In the case of the Earth, the gravity actually increases slightly till you get to the mantle, then decreases linearly till you reach the core. This is because the density of the Earth is not constant, and the effect of getting closer to the denser core is greater than the effect of not feeling the gravity from the layers above you for the first part of the descent.
I would expect this to be even more true of Jupiter.
basks in the validation of fellow physics Dopers 
Well, for all possible cases where the density is evenly spread out. i.e., if you have a huge concentration of density in India, and a huge region of very light mineral formations in Mexico, then the shell itself is asymmetric. Someone very deep below India would feel a net upward pull, while someone deep below Mexico would feel a net downward pull.
But if the shells themselves (think in terms of calculus, where the shells can be made arbitrarily thin, like an ideal onion) are symmetric, then any collection or sum of them will follow Newton’s rules.
Ah! It took me a while to visualize this, but, yes, I quite agree. All that Newton said was that you disregard the shells above you. Since, in your model, they aren’t doing much anyway, then, yeah, gravity would increase as you fall through this vast extended “super atmosphere” toward the surface of the “real earth.”
Ah! again! Okay, you got me: I dunno.

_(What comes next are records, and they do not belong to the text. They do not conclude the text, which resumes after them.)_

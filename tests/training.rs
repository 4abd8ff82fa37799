// training.rs
// ============================================================================
// Autor:   Marcus Schlieper (ExpChat.ai)
// Hinweis: Ende-zu-Ende-Eigenschaften des VAE+GAN-Trainings.
// ============================================================================

use approx::assert_abs_diff_eq;
use ndarray::Array2;

use molvaegan::latent::kl_divergence;
use molvaegan::math::all_finite;
use molvaegan::{LatentParams, ModelConfig, SmilesTokenizer, StepOutcome, TokenCorpus, VaeGan};

fn small_config(seed: u64) -> ModelConfig {
    ModelConfig {
        seq_len: 8,
        latent_dim: 4,
        hidden_dim: 16,
        learning_rate: 5e-3,
        epochs: 1,
        batch_size: 1,
        seed: Some(seed),
    }
}

fn two_sequence_corpus() -> TokenCorpus {
    TokenCorpus::from_ids(vec![vec![4, 4, 3, 1, 0, 0, 0, 0], vec![4, 3, 3, 1, 1, 0, 0, 0]], 4).unwrap()
}

#[test]
fn kl_is_zero_at_standard_normal() {
    let p = LatentParams { mu: Array2::zeros((1, 128)), logvar: Array2::zeros((1, 128)) };
    assert_abs_diff_eq!(kl_divergence(&p), 0.0);
}

#[test]
fn sampler_returns_requested_count_in_unit_interval() {
    let mut model = VaeGan::new(small_config(3)).unwrap();
    let out = model.generate(5);
    assert_eq!(out.dim(), (5, 8));
    assert!(out.iter().all(|&v| (0.0..=1.0).contains(&v)));
}

#[test]
fn seeded_runs_are_bit_identical() {
    let corpus = two_sequence_corpus();
    let run = || {
        let mut model = VaeGan::new(small_config(42)).unwrap();
        let summaries = model.train(&corpus, 3, || false).unwrap();
        let samples = model.generate(4);
        (model.params().clone(), summaries.last().map(|s| s.mean_recon), samples)
    };
    let (p1, r1, s1) = run();
    let (p2, r2, s2) = run();
    assert_eq!(p1, p2);
    assert_eq!(r1, r2);
    assert_eq!(s1, s2);
}

#[test]
fn reconstruction_improves_on_tiny_corpus() {
    let corpus = two_sequence_corpus();
    let mut model = VaeGan::new(small_config(7)).unwrap();
    let d_before = model.reconstruction_error(&corpus);

    let summaries = model.train(&corpus, 150, || false).unwrap();
    assert_eq!(summaries.len(), 150);
    assert!(summaries.iter().all(|s| s.completed && s.skipped == 0));

    let d_after = model.reconstruction_error(&corpus);
    assert!(d_after < d_before, "eval recon {d_before} -> {d_after}");

    let d_head: f32 = summaries[..20].iter().map(|s| s.mean_recon).sum::<f32>() / 20.0;
    let d_tail: f32 = summaries[130..].iter().map(|s| s.mean_recon).sum::<f32>() / 20.0;
    assert!(d_tail < d_head, "windowed recon {d_head} -> {d_tail}");

    for s in &summaries {
        assert!(s.mean_disc.is_finite() && s.mean_gen.is_finite());
    }
}

#[test]
fn non_finite_example_is_skipped_and_training_continues() {
    let mut rows = Array2::from_elem((3, 8), 0.25f32);
    rows[(1, 2)] = f32::NAN;
    let corpus = TokenCorpus::from_normalized(rows).unwrap();

    let mut model = VaeGan::new(small_config(5)).unwrap();
    let summary = model.train_epoch(&corpus, &mut || false).unwrap();
    assert_eq!(summary.applied, 2);
    assert_eq!(summary.skipped, 1);
    assert!(summary.mean_recon.is_finite());
    assert!(all_finite(&model.params().encoder.fc1.w));
    assert!(all_finite(&model.params().decoder.fc2.w));
}

#[test]
fn single_step_on_nan_leaves_model_untouched() {
    let mut model = VaeGan::new(small_config(9)).unwrap();
    let before = model.params().clone();
    let outcome = model.train_step(&Array2::from_elem((1, 8), f32::NAN));
    assert!(matches!(outcome, StepOutcome::Skipped(_)));
    assert_eq!(model.params(), &before);
}

#[test]
fn tokenized_corpus_trains_end_to_end() {
    let smiles: Vec<String> = ["CCO", "CC(=O)O", "c1ccccc1", "CN"].iter().map(|s| s.to_string()).collect();
    let tok = SmilesTokenizer::fit(&smiles, Some(8)).unwrap();
    let corpus = tok.build_corpus(&smiles).unwrap();
    assert_eq!(corpus.seq_len(), 8);

    let mut model = VaeGan::new(small_config(11)).unwrap();
    let summaries = model.train(&corpus, 2, || false).unwrap();
    assert_eq!(summaries.iter().map(|s| s.applied).sum::<usize>(), 8);
    assert_eq!(model.state().epoch, 2);
}

#[test]
fn configured_epoch_count_drives_default_training() {
    let dir = tempfile::tempdir().unwrap();
    let p_config = dir.path().join("config.json");
    ModelConfig { epochs: 3, ..small_config(13) }.save(&p_config).unwrap();

    let cfg = ModelConfig::load(&p_config).unwrap();
    assert_eq!(cfg.epochs, 3);
    let mut model = VaeGan::new(cfg).unwrap();
    let summaries = model.train_configured(&two_sequence_corpus(), || false).unwrap();
    assert_eq!(summaries.len(), 3);
    assert!(summaries.iter().all(|s| s.completed));
    assert_eq!(model.state().epoch, 3);
}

The density almost certainly does increase toward the center of Jupiter (or as Pogo would say Jupister.) But, as you descend and disregard larger and larger external shells of matter, what remains is smaller and smaller, and thus has less and less pull.
In your model of a Super-Earth, the gradation of density is extreme. In Jupiter, it may be sufficiently gradual as not to produce the effect of increasing gravitational pull.
(I’m almost good enough at math to answer the question, if someone could present a function of Jupiter’s density as a function of distance from its center. I just did some Googling and didn’t find it.)
ETA: Oops! Missed AndrewL’s post. Right! Sorry! Yes!
This is a really weird and fascinating thing to envision. You realize that almost half of your super-atmosphere would be above the altitude for geosynchronous orbits? A layer of gas that would be both rotating with the earth and orbiting it, and above that, not rotating because orbital speed is too slow. Imagine the crazy weather patterns such an atmosphere would have. I guess it helps explain why the gas giants have rather short day lengths.